Population (2023-12-31)
- • Total: 1,803
- • Density: 181/km^{2} (469/sq mi)
- Time zone: UTC+01:00 (CET)
- • Summer (DST): UTC+02:00 (CEST)
- Postal codes: 67297
- Dialling codes: 06352, 06351
- Vehicle registration: KIB
- Website: www.kirchheimbolanden.de

= Marnheim =

Marnheim (/de/) is a municipality in the Donnersbergkreis district, in Rhineland-Palatinate, Germany.

==Geography==
Marnheim is located around 4 km (2.5 mi) south of Kirchheimbolanden. The nearest bigger cities are Worms and Kaiserslautern. The Pfrimm river flows through the village.

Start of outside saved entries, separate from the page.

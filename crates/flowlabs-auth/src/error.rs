//! Authentication error types.

use thiserror::Error;

/// A result type using `AuthError`.
pub type Result<T> = std::result::Result<T, AuthError>;

/// Errors that can occur during authentication.
#[derive(Debug, Error)]
pub enum AuthError {
    /// Required input was missing or malformed; no remote call was made.
    #[error("invalid input: {0}")]
    InvalidInput(String),

    /// The password does not meet the strength requirements.
    #[error("weak password: {0}")]
    WeakPassword(String),

    /// Email or password is wrong.
    #[error("invalid login credentials")]
    InvalidCredentials,

    /// The account exists but its email address is not confirmed yet.
    #[error("email not confirmed")]
    EmailNotConfirmed,

    /// An account with this email already exists.
    #[error("user already registered")]
    UserExists,

    /// Too many authentication attempts, rate limited.
    #[error("rate limited")]
    RateLimited,

    /// The access token has expired.
    #[error("token expired")]
    TokenExpired,

    /// The access token is malformed or its signature does not verify.
    #[error("invalid token: {0}")]
    InvalidToken(String),

    /// The identity service rejected the request.
    #[error("identity service returned {status}: {message}")]
    Remote {
        /// HTTP status code.
        status: u16,
        /// Message reported by the identity service.
        message: String,
    },

    /// An internal error occurred.
    #[error("internal error: {0}")]
    Internal(String),
}

impl AuthError {
    /// Returns `true` if the same request may succeed later.
    #[must_use]
    pub const fn is_retriable(&self) -> bool {
        match self {
            Self::RateLimited | Self::TokenExpired => true,
            Self::Remote { status, .. } => *status >= 500,
            _ => false,
        }
    }

    /// Returns the appropriate HTTP status code for this error.
    #[must_use]
    pub const fn http_status_code(&self) -> u16 {
        match self {
            Self::InvalidInput(_) | Self::WeakPassword(_) => 400,
            Self::InvalidCredentials | Self::TokenExpired | Self::InvalidToken(_) => 401,
            Self::EmailNotConfirmed => 403,
            Self::UserExists => 409,
            Self::RateLimited => 429,
            Self::Remote { .. } => 502,
            Self::Internal(_) => 500,
        }
    }
}

impl From<reqwest::Error> for AuthError {
    fn from(err: reqwest::Error) -> Self {
        Self::Internal(format!("request failed: {err}"))
    }
}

Neighbouring municipalities are Bolanden, Gauersheim, Albisheim, Rüssingen, Göllheim, Dreisen and Weitersweiler.

Besides the village proper, the inhabited places Berghof, Elbisheimerhof, Froschauerhof, Mittelmühle, Riedenmühle, Rothenbergermühle, Sandbrunner Häuschen and Steinmühle are all part of the municipality.

==History==
In 774 Marnheim was mentioned as Mawenheim in the Lorsch codex. The settlement is probably older, as indicated by finds in the area. In 1135 the village is called Mouwenheim in a document of a certain Arnold of Mouwenheim.

In the Middle Ages Marnheim was part of the Dominion of Bolanden for a long time. Later it became part of the Electoral Palatinate and the Duchy of Nassau-Weilburg until the end of the 18th century.

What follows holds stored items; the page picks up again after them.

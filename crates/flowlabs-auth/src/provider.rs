//! The identity service seam.

use async_trait::async_trait;

use crate::error::Result;
use crate::user::{AuthUser, SignUpOutcome, UserProfile};

/// Trait for identity service operations.
///
/// This trait abstracts the identity service, allowing for mock implementations
/// in tests.
#[async_trait]
pub trait IdentityProvider: Send + Sync {
    /// Register a new account.
    ///
    /// # Errors
    ///
    /// Returns an error if the account exists, the password is too weak or the
    /// service fails.
    async fn sign_up(&self, email: &str, password: &str) -> Result<SignUpOutcome>;

    /// Authenticate with email and password.
    ///
    /// # Errors
    ///
    /// Returns `InvalidCredentials` or `EmailNotConfirmed` on rejection.
    async fn sign_in(&self, email: &str, password: &str) -> Result<AuthUser>;

    /// Revoke the session behind an access token.
    ///
    /// # Errors
    ///
    /// Returns an error if the service call fails.
    async fn sign_out(&self, access_token: &str) -> Result<()>;

    /// Send a password reset email.
    ///
    /// # Errors
    ///
    /// Returns an error if the service call fails.
    async fn reset_password(&self, email: &str) -> Result<()>;

    /// Look up the user behind an access token.
    ///
    /// Returns `None` if the token is no longer accepted.
    ///
    /// # Errors
    ///
    /// Returns an error if the service call fails.
    async fn current_user(&self, access_token: &str) -> Result<Option<UserProfile>>;
}

#[cfg(any(test, feature = "test-utils"))]
pub use mock::MockIdentityProvider;

#[cfg(any(test, feature = "test-utils"))]
mod mock {
    use std::collections::HashMap;

    use async_trait::async_trait;
    use chrono::{Duration, Utc};
    use flowlabs_core::UserId;
    use parking_lot::Mutex;

    use super::IdentityProvider;
    use crate::error::{AuthError, Result};
    use crate::user::{AuthUser, SignUpOutcome, UserProfile};
    use crate::MIN_PASSWORD_LEN;

    struct Account {
        id: UserId,
        password: String,
    }

    /// An in-memory identity provider for testing.
    ///
    /// Access tokens are `test-token:<user uuid>`, matching `MockTokenVerifier`.
    #[derive(Default)]
    pub struct MockIdentityProvider {
        accounts: Mutex<HashMap<String, Account>>,
        require_confirmation: bool,
        fail_sign_out: bool,
        resets: Mutex<Vec<String>>,
    }

    impl MockIdentityProvider {
        /// Create an empty provider.
        #[must_use]
        pub fn new() -> Self {
            Self::default()
        }

        /// Make sign-up return `ConfirmationRequired` instead of a session.
        #[must_use]
        pub fn requiring_confirmation(mut self) -> Self {
            self.require_confirmation = true;
            self
        }

        /// Make `sign_out` fail with a remote error.
        #[must_use]
        pub fn failing_sign_out(mut self) -> Self {
            self.fail_sign_out = true;
            self
        }

        /// Register an account directly.
        #[must_use]
        pub fn with_account(self, email: &str, password: &str) -> Self {
            self.accounts.lock().insert(
                email.to_string(),
                Account {
                    id: UserId::generate(),
                    password: password.to_string(),
                },
            );
            self
        }

        /// Emails that requested a password reset.
        #[must_use]
        pub fn reset_requests(&self) -> Vec<String> {
            self.resets.lock().clone()
        }

        fn session(id: UserId, email: &str) -> AuthUser {
            AuthUser {
                id,
                email: email.to_string(),
                access_token: format!("test-token:{id}"),
                refresh_token: format!("refresh:{id}"),
                expires_at: Utc::now() + Duration::hours(1),
            }
        }
    }

    #[async_trait]
    impl IdentityProvider for MockIdentityProvider {
        async fn sign_up(&self, email: &str, password: &str) -> Result<SignUpOutcome> {
            if password.len() < MIN_PASSWORD_LEN {
                return Err(AuthError::WeakPassword(format!(
                    "password must be at least {MIN_PASSWORD_LEN} characters"
                )));
            }
            let mut accounts = self.accounts.lock();
            if accounts.contains_key(email) {
                return Err(AuthError::UserExists);
            }
            let id = UserId::generate();
            accounts.insert(
                email.to_string(),
                Account {
                    id,
                    password: password.to_string(),
                },
            );
            if self.require_confirmation {
                Ok(SignUpOutcome::ConfirmationRequired {
                    email: email.to_string(),
                })
            } else {
                Ok(SignUpOutcome::SignedIn(Self::session(id, email)))
            }
        }

        async fn sign_in(&self, email: &str, password: &str) -> Result<AuthUser> {
            let accounts = self.accounts.lock();
            match accounts.get(email) {
                Some(account) if account.password == password => {
                    Ok(Self::session(account.id, email))
                }
                _ => Err(AuthError::InvalidCredentials),
            }
        }

        async fn sign_out(&self, _access_token: &str) -> Result<()> {
            if self.fail_sign_out {
                return Err(AuthError::Remote {
                    status: 503,
                    message: "identity service unavailable".to_string(),
                });
            }
            Ok(())
        }

        async fn reset_password(&self, email: &str) -> Result<()> {
            self.resets.lock().push(email.to_string());
            Ok(())
        }

        async fn current_user(&self, access_token: &str) -> Result<Option<UserProfile>> {
            let Some(raw) = access_token.strip_prefix("test-token:") else {
                return Ok(None);
            };
            let Ok(id) = raw.parse::<UserId>() else {
                return Ok(None);
            };
            let accounts = self.accounts.lock();
            Ok(accounts
                .iter()
                .find(|(_, account)| account.id == id)
                .map(|(email, account)| UserProfile {
                    id: account.id,
                    email: Some(email.clone()),
                }))
        }
    }
}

After the War of the First Coalition Marnheim was occupied and later annexed by France with the Treaty of Campo Formio in 1797. From 1798 to 1814 it belonged to the French Departement du Mont-Tonnerre. After the Congress of Vienna the region was first given to Austria (1815) and later to Bavaria (1816).

In the context of the revolutionary battles of 1849, then prince of Prussia and later emperor William I signed the disputed Erklärung der Rheinpfalz in den Kriegszustand (Declaration of a state of war in the Palatinate). The table on which he did it is preserved in Kirchheimbolanden.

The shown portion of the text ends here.